See this for Mike Nichols whose clear direction and sharp eye for satire is undiminished as he approaches his ninth decade of life. (He was 76 when this film came out.)
Customer Rating:      Summary: Coherence Left on the Cutting Room Floor? Comment: I'm giving this film three stars only because the people I watched it with were amused by it. Otherwise I'd go lower. It looked to me like a botched job, the sort of film where the script writer, the director, and the producers couldn't get on the same page and so released a compromised product that satisfied nobody. It's odd to read the other reviews here on ammy; many of them grind political axes, but the radical right-wingers accuse the film of being leftist propaganda, while the liberals accuse it of being rightist deception. I'd be happier if it were clearly anything besides shallow, exploitative, and uncontextualized. It is fairly silly to offer this as a historical film based on a true story, and yet omit so many players in that story. My own views of the film's political obtuseness are more or less the same as those expressed in the review by Timothy Scanlon.
Forgetting the issue of historical content, I have to say something about the film as drama. Tom Hanks is a great actor, but a dud in this role. He's too recognizable, of course, but beyond that, he's not plausible as Charlie Wilson, even the Charlie Wilson of the script. Take a look at the real Charlie Wilson, as shown in the bonus features; you'll see what I mean. The only outstanding acting in this film, as many others have stated, is done by Philip Seymour Hoffman in the role of the 'rogue' intelligence agent.
If you have any broader base of information about events in Afghanistan in the decades from Carter to Bush, you may find this film painful. It's a bitter fact that the USA has stepped into the jackboots left on the field by the Russians in Afghanistan and Pakistan. The maxim is "know your enemy," not "become them."
Customer Rating:      Summary: The best character was not Tom Hanks nor Julia Roberts Comment: Charlie Wilson's war is an enjoyable vehicle for making the point that someone can have a very flawed personal life, but still help humanity.
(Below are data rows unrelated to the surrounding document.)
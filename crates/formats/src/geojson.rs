use foundation::math::GeoPoint;
use layers::SourceData;
use serde_json::{Map, Value};

fn point_coords(p: GeoPoint) -> Value {
    Value::from(p.as_array().to_vec())
}

fn geometry(ty: &str, coordinates: Value) -> Value {
    let mut obj = Map::new();
    obj.insert("type".to_string(), Value::String(ty.to_string()));
    obj.insert("coordinates".to_string(), coordinates);
    Value::Object(obj)
}

fn feature(geometry: Value, properties: Map<String, Value>) -> Value {
    let mut obj = Map::new();
    obj.insert("type".to_string(), Value::String("Feature".to_string()));
    obj.insert("properties".to_string(), Value::Object(properties));
    obj.insert("geometry".to_string(), geometry);
    Value::Object(obj)
}

pub fn point_feature(p: GeoPoint, properties: Map<String, Value>) -> Value {
    feature(geometry("Point", point_coords(p)), properties)
}

pub fn line_feature(line: &[GeoPoint], properties: Map<String, Value>) -> Value {
    let coords = line.iter().copied().map(point_coords).collect();
    feature(geometry("LineString", Value::Array(coords)), properties)
}

pub fn feature_collection(features: Vec<Value>) -> Value {
    let mut root = Map::new();
    root.insert(
        "type".to_string(),
        Value::String("FeatureCollection".to_string()),
    );
    root.insert("features".to_string(), Value::Array(features));
    Value::Object(root)
}

/// GeoJSON view of a source payload: one feature per line or point.
///
/// Lines are emitted as separate `LineString` features rather than one
/// `MultiLineString` so renderers never join parts across the dateline.
/// Single-vertex lines become `Point` features.
pub fn source_data_to_geojson(data: &SourceData) -> Value {
    let features = match data {
        SourceData::Lines(lines) => lines
            .iter()
            .enumerate()
            .map(|(i, line)| {
                let mut props = Map::new();
                props.insert("part".to_string(), Value::from(i as u64));
                match line.as_slice() {
                    [only] => point_feature(*only, props),
                    _ => line_feature(line, props),
                }
            })
            .collect(),
        SourceData::Points(points) => points
            .iter()
            .enumerate()
            .map(|(i, p)| {
                let mut props = Map::new();
                props.insert("index".to_string(), Value::from(i as u64));
                point_feature(*p, props)
            })
            .collect(),
    };
    feature_collection(features)
}

#[cfg(test)]
mod tests {
    use super::source_data_to_geojson;
    use foundation::math::GeoPoint;
    use layers::SourceData;
    use pretty_assertions::assert_eq;
    use serde_json::json;

    #[test]
    fn lines_become_line_strings() {
        let data = SourceData::Lines(vec![
            vec![GeoPoint::new(170.0, 0.0), GeoPoint::new(180.0, 5.0)],
            vec![GeoPoint::new(-180.0, 5.0)],
        ]);
        let value = source_data_to_geojson(&data);
        assert_eq!(
            value,
            json!({
                "type": "FeatureCollection",
                "features": [
                    {"type": "Feature", "properties": {"part": 0},
                     "geometry": {"type": "LineString", "coordinates": [[170.0, 0.0], [180.0, 5.0]]}},
                    {"type": "Feature", "properties": {"part": 1},
                     "geometry": {"type": "Point", "coordinates": [-180.0, 5.0]}}
                ]
            })
        );
    }

    #[test]
    fn points_are_indexed() {
        let data = SourceData::Points(vec![GeoPoint::new(1.0, 2.0), GeoPoint::new(3.0, 4.0)]);
        let value = source_data_to_geojson(&data);
        let features = value["features"].as_array().expect("features");
        assert_eq!(features.len(), 2);
        assert_eq!(features[1]["properties"]["index"], json!(1));
        assert_eq!(features[1]["geometry"]["coordinates"], json!([3.0, 4.0]));
    }
}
I could tell Tom Hanks had a lot of fun playing the hard drinking, womanizing, Charlie Wilson. However, he didn't seem entirely comfortable in the role, which would have been more convincingly played by Michael Douglas or Jack Nicholson (although granted Nicholson's a bit too old for the role)--someone who is better at playing a womanizing jerk. And the camera man had a lot of fun with those gratuitous butt and cleavage shots. As far as the Tom Hanks and Julia Roberts characters are concerned, most of their best lines were in the trailer. The unsung hero of this movie is Phillip Seymour Hoffman (nominated for best supporting actor) playing a gruff, sarcastic, highly intelligent CIA agent. His character is hilarious, and IMO what really makes this movie.